Please set down, exactly, the line with "Dependencies declared through" and all lines that follow it through the end of the records below.

### RECORDS PROVIDED
== Segment start ==

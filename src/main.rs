//! CLI entrypoint: policy-checked `npm install`, `update`, `audit` and `npx`.

mod config;
mod output;
mod package_manager;
mod project;
mod service;
mod types;

use std::io::IsTerminal;
use std::path::PathBuf;
use std::process::ExitCode;

use anyhow::Context;
use clap::{Args, Parser, Subcommand};

use age_guard_core::PackageSpec;
use config::{AgeGuardConfig, PROJECT_CONFIG_FILE, PolicyOverrides};
use project::ProjectManifest;
use service::{GuardService, InstallFlags};

#[derive(Parser)]
#[command(
    name = "age-guard",
    version,
    about = "Install npm packages only once they are old enough, and keep vulnerable ones out"
)]
struct Cli {
    #[command(flatten)]
    global: GlobalArgs,
    #[command(subcommand)]
    command: Commands,
}

#[derive(Args, Debug, Clone, Default)]
struct GlobalArgs {
    /// Minimum age of an installable version, e.g. `14`, `2w`, `1m`, `36h`
    #[arg(long, short = 'm', global = true, value_name = "DURATION")]
    min_age: Option<String>,
    /// What to do with vulnerabilities: block, warn or off
    #[arg(long, global = true)]
    mode: Option<String>,
    /// Save as a dev dependency
    #[arg(long, short = 'D', global = true)]
    dev: bool,
    /// Save the exact version instead of a range
    #[arg(long, global = true)]
    exact: bool,
    /// Stop the batch at the first failed package
    #[arg(long, global = true)]
    fail_fast: bool,
    /// Print the machine-readable report on stdout
    #[arg(long, global = true)]
    json: bool,
    /// Enable debug logging
    #[arg(long, short = 'v', global = true)]
    verbose: bool,
}

#[derive(Subcommand, Debug)]
enum Commands {
    /// Resolve and install packages under the age policy
    #[command(visible_alias = "i")]
    Install {
        /// Package specifiers, e.g. `react`, `lodash@^4`, `@scope/pkg@latest`
        #[arg(required = true)]
        packages: Vec<String>,
        /// Resolve only; print what would be installed
        #[arg(long)]
        dry_run: bool,
    },
    /// Re-resolve the dependencies declared in package.json
    Update {
        /// Restrict the update to these dependency names
        packages: Vec<String>,
        /// Resolve only; print what would be installed
        #[arg(long)]
        dry_run: bool,
    },
    /// Audit the installed dependency tree
    Audit,
    /// Run a package binary at the newest version old enough
    Use {
        package: String,
        /// Arguments passed through to the package binary
        #[arg(trailing_var_arg = true, allow_hyphen_values = true)]
        args: Vec<String>,
    },
    /// Write a starter .age-guard.json in the current directory
    Init {
        /// Overwrite an existing file
        #[arg(long)]
        force: bool,
    },
}

impl GlobalArgs {
    fn overrides(&self) -> PolicyOverrides {
        PolicyOverrides {
            min_age: self.min_age.clone(),
            mode: self.mode.clone(),
            exact: self.exact,
            fail_fast: self.fail_fast,
        }
    }
}

fn init_logging(verbose: bool) {
    let level = if verbose {
        tracing::Level::DEBUG
    } else {
        tracing::Level::INFO
    };
    tracing_subscriber::fmt()
        .with_writer(std::io::stderr)
        .with_ansi(std::io::stderr().is_terminal())
        .with_max_level(level)
        .with_target(false)
        .init();
}

#[tokio::main]
async fn main() -> ExitCode {
    let cli = Cli::parse();
    init_logging(cli.global.verbose);

    match run(cli).await {
        Ok(code) => code,
        Err(err) => {
            tracing::error!("{err:#}");
            ExitCode::FAILURE
        }
    }
}

async fn run(cli: Cli) -> anyhow::Result<ExitCode> {
    let global = cli.global;

    if let Commands::Init { force } = cli.command {
        let path = config::project_config_path()
            .unwrap_or_else(|| PathBuf::from(PROJECT_CONFIG_FILE));
        config::write_default_config(&path, force)?;
        println!("wrote {}", path.display());
        return Ok(ExitCode::SUCCESS);
    }

    let policy = AgeGuardConfig::load()?
        .into_policy(&global.overrides())
        .context("invalid policy")?;
    let service = GuardService::new(policy);
    tracing::debug!(policy = ?service.policy(), "effective policy");
    let use_color = std::io::stdout().is_terminal() && std::env::var_os("NO_COLOR").is_none();

    match cli.command {
        Commands::Install { packages, dry_run } => {
            let specs = packages
                .iter()
                .map(|raw| PackageSpec::parse(raw))
                .collect::<Vec<_>>();
            let flags = InstallFlags {
                dev: global.dev,
                exact: global.exact,
                dry_run,
            };
            let report = service.install_batch(&specs, flags).await;
            print_batch(&report, global.json, use_color)?;
            Ok(exit_code(report.succeeded()))
        }
        Commands::Update { packages, dry_run } => {
            let cwd = std::env::current_dir().context("failed to read working directory")?;
            let manifest = ProjectManifest::load(&cwd)?;
            let flags = InstallFlags {
                dev: global.dev,
                exact: global.exact,
                dry_run,
            };
            let report = service.update_project(&manifest, &packages, flags).await;
            print_batch(&report, global.json, use_color)?;
            Ok(exit_code(report.succeeded()))
        }
        Commands::Audit => {
            let summary = service.audit_project().await;
            if global.json {
                println!("{}", serde_json::to_string_pretty(&summary)?);
            } else {
                println!("{}", output::render_audit(&summary, use_color));
            }
            Ok(exit_code(!summary.blocked()))
        }
        Commands::Use { package, args } => {
            let code = service.execute(&PackageSpec::parse(&package), &args).await?;
            Ok(ExitCode::from(u8::try_from(code).unwrap_or(1)))
        }
        Commands::Init { .. } => Ok(ExitCode::SUCCESS),
    }
}

fn print_batch(report: &types::BatchReport, json: bool, use_color: bool) -> anyhow::Result<()> {
    if json {
        println!("{}", serde_json::to_string_pretty(report)?);
    } else {
        println!("{}", output::render_batch(report, use_color));
    }
    Ok(())
}

fn exit_code(success: bool) -> ExitCode {
    if success {
        ExitCode::SUCCESS
    } else {
        ExitCode::FAILURE
    }
}
//! Configuration loading and merge logic for `age-guard`.
//!
//! Global config and project-local config are merged with project values taking
//! precedence; command-line flags override both when the [`Policy`] is built.

mod overlay;

use std::collections::BTreeSet;
use std::env;
use std::fs;
use std::path::{Path, PathBuf};

use anyhow::Context;

use age_guard_core::{BatchErrorPolicy, MinAge, Mode, Policy, PolicyError};

use self::overlay::ConfigOverlay;

/// Default vulnerability mode.
pub const DEFAULT_MODE: Mode = Mode::Block;
/// File name of the project-local config.
pub const PROJECT_CONFIG_FILE: &str = ".age-guard.json";

const DEFAULT_CONFIG_TEMPLATE: &str = r#"{
  "minAge": "7d",
  "mode": "block",
  "exclude": [],
  "exactInstall": false,
  "onError": "continue"
}
"#;

/// Merged file configuration, already normalized.
#[derive(Debug, Clone, PartialEq)]
pub struct AgeGuardConfig {
    /// Minimum publication age for installable versions.
    pub min_age: MinAge,
    pub mode: Mode,
    /// Package names installed as requested, without any checks.
    pub exclude: Vec<String>,
    pub exact_install: bool,
    pub on_error: BatchErrorPolicy,
}

/// Values taken from command-line flags.
#[derive(Debug, Clone, Default)]
pub struct PolicyOverrides {
    pub min_age: Option<String>,
    pub mode: Option<String>,
    pub exact: bool,
    pub fail_fast: bool,
}

impl Default for AgeGuardConfig {
    fn default() -> Self {
        Self {
            min_age: MinAge::default(),
            mode: DEFAULT_MODE,
            exclude: Vec::new(),
            exact_install: false,
            on_error: BatchErrorPolicy::default(),
        }
    }
}

impl AgeGuardConfig {
    /// Loads and merges global + project configuration from default paths.
    ///
    /// # Errors
    ///
    /// Returns an error if a config file cannot be read, is not valid JSON, or
    /// holds an invalid duration, mode or error policy.
    pub fn load() -> anyhow::Result<Self> {
        Self::load_with_paths(global_config_path(), project_config_path())
    }

    pub(crate) fn load_with_paths(
        global: Option<PathBuf>,
        project: Option<PathBuf>,
    ) -> anyhow::Result<Self> {
        let mut config = Self::default();
        if let Some(path) = global {
            config.merge_from_path(&path)?;
        }
        if let Some(path) = project {
            config.merge_from_path(&path)?;
        }
        Ok(config)
    }

    fn merge_from_path(&mut self, path: &Path) -> anyhow::Result<()> {
        if !path.exists() {
            return Ok(());
        }

        let raw = fs::read_to_string(path)
            .with_context(|| format!("failed to read config file at {}", path.display()))?;
        let overlay: ConfigOverlay = serde_json::from_str(&raw)
            .with_context(|| format!("failed to parse config file at {}", path.display()))?;
        self.apply_overlay(overlay)
            .with_context(|| format!("invalid config file at {}", path.display()))?;
        tracing::debug!(path = %path.display(), "merged config file");
        Ok(())
    }

    fn apply_overlay(&mut self, overlay: ConfigOverlay) -> Result<(), PolicyError> {
        if let Some(value) = overlay.min_age {
            self.min_age = value.normalize()?;
        }
        if let Some(value) = overlay.mode {
            self.mode = value.parse()?;
        }
        if let Some(value) = overlay.exclude {
            append_unique(&mut self.exclude, value);
        }
        if let Some(value) = overlay.exact_install {
            self.exact_install = value;
        }
        if let Some(value) = overlay.on_error {
            self.on_error = value.parse()?;
        }
        Ok(())
    }

    /// Applies command-line overrides and freezes the result.
    ///
    /// # Errors
    ///
    /// Returns [`PolicyError`] for an invalid `--min-age` or `--mode` value.
    pub fn into_policy(self, overrides: &PolicyOverrides) -> Result<Policy, PolicyError> {
        let min_age = match overrides.min_age.as_deref() {
            Some(raw) => MinAge::parse(raw)?,
            None => self.min_age,
        };
        let mode = match overrides.mode.as_deref() {
            Some(raw) => raw.parse()?,
            None => self.mode,
        };
        let on_error = if overrides.fail_fast {
            BatchErrorPolicy::Abort
        } else {
            self.on_error
        };

        Ok(Policy {
            min_age,
            mode,
            excluded: self
                .exclude
                .into_iter()
                .map(|name| name.trim().to_string())
                .filter(|name| !name.is_empty())
                .collect::<BTreeSet<_>>(),
            exact_install: self.exact_install || overrides.exact,
            on_error,
        })
    }
}

/// Writes a starter project config.
///
/// # Errors
///
/// Fails when the file exists and `force` is not set, or when it cannot be written.
pub fn write_default_config(path: &Path, force: bool) -> anyhow::Result<()> {
    if path.exists() && !force {
        anyhow::bail!(
            "{} already exists (use --force to overwrite)",
            path.display()
        );
    }
    fs::write(path, DEFAULT_CONFIG_TEMPLATE)
        .with_context(|| format!("failed to write config file at {}", path.display()))
}

pub fn global_config_path() -> Option<PathBuf> {
    if let Some(explicit) = env::var_os("AGE_GUARD_CONFIG_GLOBAL_PATH") {
        return Some(PathBuf::from(explicit));
    }

    let home = env::var_os("HOME")
        .or_else(|| env::var_os("USERPROFILE"))
        .map(PathBuf::from)?;

    Some(home.join(".config").join("age-guard").join("config.json"))
}

pub fn project_config_path() -> Option<PathBuf> {
    if let Some(explicit) = env::var_os("AGE_GUARD_CONFIG_PROJECT_PATH") {
        return Some(PathBuf::from(explicit));
    }

    let cwd = env::current_dir().ok()?;
    Some(cwd.join(PROJECT_CONFIG_FILE))
}

fn append_unique(target: &mut Vec<String>, values: Vec<String>) {
    for value in values {
        if !target.iter().any(|existing| existing == &value) {
            target.push(value);
        }
    }
}

#[cfg(test)]
#[path = "../tests/config.rs"]
mod tests;
//! Declared dependencies of the project in the working directory.

use std::collections::BTreeMap;
use std::fs;
use std::path::Path;

use anyhow::Context;
use serde::Deserialize;

use age_guard_core::PackageSpec;

pub const MANIFEST_FILE: &str = "package.json";

#[derive(Debug, Clone, Default, Deserialize)]
#[serde(default, rename_all = "camelCase")]
pub struct ProjectManifest {
    pub dependencies: BTreeMap<String, String>,
    pub dev_dependencies: BTreeMap<String, String>,
}

/// One dependency to re-resolve during `update`.
#[derive(Debug, Clone, PartialEq, Eq)]
pub struct UpdateRequest {
    pub spec: PackageSpec,
    pub dev: bool,
}

impl ProjectManifest {
    /// Reads `package.json` from `dir`.
    ///
    /// # Errors
    ///
    /// Returns an error when the file is missing or not valid JSON.
    pub fn load(dir: &Path) -> anyhow::Result<Self> {
        let path = dir.join(MANIFEST_FILE);
        let raw = fs::read_to_string(&path)
            .with_context(|| format!("failed to read {}", path.display()))?;
        Self::from_json(&raw).with_context(|| format!("failed to parse {}", path.display()))
    }

    pub fn from_json(raw: &str) -> anyhow::Result<Self> {
        Ok(serde_json::from_str(raw)?)
    }

    /// Registry dependencies to update, optionally restricted to `only`.
    ///
    /// Dependencies declared through a protocol (`file:`, `git+…`, `npm:` aliases,
    /// `workspace:`) or as a `user/repo` shorthand are not registry ranges and
    /// are left alone.
    pub fn update_requests(&self, only: &[String]) -> Vec<UpdateRequest> {
        let runtime = self.dependencies.iter().map(|entry| (entry, false));
        let dev = self.dev_dependencies.iter().map(|entry| (entry, true));

        runtime
            .chain(dev)
            .filter(|((name, _), _)| only.is_empty() || only.iter().any(|wanted| wanted == *name))
            .filter_map(|((name, range), dev)| {
                if !is_registry_range(range) {
                    tracing::info!("skipping {name}: '{range}' is not a registry version range");
                    return None;
                }
                let range = range.trim();
                let range = (!range.is_empty()).then_some(range);
                Some(UpdateRequest {
                    spec: PackageSpec::with_range(name, range),
                    dev,
                })
            })
            .collect()
    }

    /// Names in `only` that are declared in neither dependency section.
    pub fn undeclared(&self, only: &[String]) -> Vec<String> {
        only.iter()
            .filter(|name| {
                !self.dependencies.contains_key(name.as_str())
                    && !self.dev_dependencies.contains_key(name.as_str())
            })
            .cloned()
            .collect()
    }
}

fn is_registry_range(range: &str) -> bool {
    !range.contains(':') && !range.contains('/')
}

#[cfg(test)]
#[path = "tests/project.rs"]
mod tests;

== Segment end ==

### SOLUTION
    /// Dependencies declared through a protocol (`file:`, `git+…`, `npm:` aliases,
    /// `workspace:`) or as a `user/repo` shorthand are not registry ranges and
    /// are left alone.
    pub fn update_requests(&self, only: &[String]) -> Vec<UpdateRequest> {
        let runtime = self.dependencies.iter().map(|entry| (entry, false));
        let dev = self.dev_dependencies.iter().map(|entry| (entry, true));

        runtime
            .chain(dev)
            .filter(|((name, _), _)| only.is_empty() || only.iter().any(|wanted| wanted == *name))
            .filter_map(|((name, range), dev)| {
                if !is_registry_range(range) {
                    tracing::info!("skipping {name}: '{range}' is not a registry version range");
                    return None;
                }
                let range = range.trim();
                let range = (!range.is_empty()).then_some(range);
                Some(UpdateRequest {
                    spec: PackageSpec::with_range(name, range),
                    dev,
                })
            })
            .collect()
    }

    /// Names in `only` that are declared in neither dependency section.
    pub fn undeclared(&self, only: &[String]) -> Vec<String> {
        only.iter()
            .filter(|name| {
                !self.dependencies.contains_key(name.as_str())
                    && !self.dev_dependencies.contains_key(name.as_str())
            })
            .cloned()
            .collect()
    }
}

fn is_registry_range(range: &str) -> bool {
    !range.contains(':') && !range.contains('/')
}

#[cfg(test)]
#[path = "tests/project.rs"]
mod tests;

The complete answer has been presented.